FESEM image of a nanogap. 2.49 nm nanogap. Image captured by Field Effect Scanning Electron Microscope (FESEM), 100 k× magnification (700 k× magnification for the zoom zone).

3 Results

The method used to fabricate nanogaps, through these "ad hoc" software and electronic circuit, has produced nanogaps under 3 nm as the one shown in Figure 8. It is interesting to observe that the gap has an almost constant width for a relative long path. Analyzing the experimental results, fabricated nanogaps show an average dimension of less than 10 nm. Statistical analysis about the final dimension of the gaps confirm that the authors are now able to create nanogaps under 10 nm with an high reproducibility (Figure 9), in fact about the 80% of the nanogaps are under 10 nm.

Figure 9

Plot of the distribution of the nanogap dimension. Statistical dispersion of nanogap dimensions, 80% of them are under 10 nm.

To evaluate the use of nanogaps as electrodes for molecular electronics, a solution of oligothiophenes molecules (2,2':5',2":5",2"'-bis-quaterthiophene) in TetraHydroFuran (THF) has been deposited using the method of spin coating. The choice of this type of molecules is due to the presence of a sulfur atom in the aromatic ring: it binds easily to the gold of the nanogap electrodes. After the insertion in the nanogaps, the molecular solution was characterized by current-voltage (I/V) measurements (Figure 10), made by a Sub-Femtoamp Remote SourceMeter (Keithley 6430). The blue line, reported in Figure 10, shows a profile with the expected trend (see the characterization of molecular wires in [25–29]). The red line represents the characteristic of the solvent THF in an open nanogap: the values reported show that the contribution of both the solvent and the tunneling current dependent on the size of the nanogap are negligible. It is interesting to mention that the curve is asymmetric, indicating that the contacts between the molecule and the electrodes are not perfectly symmetric [30–32].

Figure 10

I/V characteristic of the M-M-M system. I/V plot of the M-M-M system with the oligothiophene molecule inside the gap (blue line) and the THF solvent (red line). The concentration of the solution contain the molecules deposited on the chip was 100 nM. The size of the nanogap is 4,7 nm.

The molecular length plays a key role in the electrical conduction.

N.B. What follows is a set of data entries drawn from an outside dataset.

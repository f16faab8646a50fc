//! Query composition: persona + job-to-be-done → one embeddable sentence.

/// Persona used when the caller supplies none.
pub const DEFAULT_PERSONA: &str = "document analyst";

/// Job-to-be-done used when the caller supplies none.
pub const DEFAULT_JOB: &str = "extract relevant information from documents";

/// The persona that will actually be embedded: the input, trimmed, or the
/// default when the input is blank.
#[must_use]
pub fn resolved_persona(persona: &str) -> &str {
    non_blank_or(persona, DEFAULT_PERSONA)
}

/// The job-to-be-done that will actually be embedded.
#[must_use]
pub fn resolved_job(job: &str) -> &str {
    non_blank_or(job, DEFAULT_JOB)
}

/// Merges persona and job-to-be-done into a single natural-language query
/// sentence for embedding.
///
/// Pure and total: blank inputs fall back to the defaults, so the result is
/// always a grammatically valid sentence.
///
/// # Examples
///
/// ```rust
/// use ranksmith::embedding::compose_query;
///
/// let query = compose_query("investment analyst", "analyze market trends");
/// assert_eq!(
///     query,
///     "As a investment analyst, my primary objective is to analyze market trends."
/// );
/// ```
#[must_use]
pub fn compose_query(persona: &str, job: &str) -> String {
    format!(
        "As a {}, my primary objective is to {}.",
        resolved_persona(persona),
        resolved_job(job)
    )
}

fn non_blank_or<'a>(value: &'a str, default: &'a str) -> &'a str {
    let trimmed = value.trim();
    if trimmed.is_empty() { default } else { trimmed }
}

Experiments have found that the conductance G decreases exponentially with molecular length L [33] and can be described by

$$G=A{e}^{-\beta L}$$

(4)

where A is a constant and β is a decay constant varying between 0.09 and 0.16 Å^-1 for the oligothiophenes [28, 29]. Figure 11 shows an ab initio simulation of the molecule placed between the electrodes where the molecule orientation was performed with the software Gaussian 09. Different orientations are possible, but less probable. Moreover, our simulations show a variation of the current less than 30% respect to the optimized case, keeping the same shape of the I/V curve.

Figure 11

Orientation of the oligothiophene molecule. Ab initio simulation of the molecule placed between the electrodes. The figure shows the orientation of the molecule after the optimization.

4 Conclusions

A system composed by a software interface and an electronic control circuit for the nanogap realization has been implemented, and all the technological steps for arriving at the final nanogap production has been presented in this study. The probe geometries were optimized through electrothermal simulations performed with the COMSOL Multi-physics software. The method applied demonstrated the possibility to build nanogaps under 3 nm with controlled feedback, having a good statistical yield with about the 80% of the nanogaps below 10 nm (Figure 9). In the experimental phase an oligothiophene molecule was successfully inserted in the nanogap, producing a first Metal-Molecule-Metal system, and it was characterized by current-voltage (Figure 10) measurements, taking into account that the coupling between metal and molecule plays a key role. Future study will be focused on the optimization of the system for the realization of integrated molecular devices.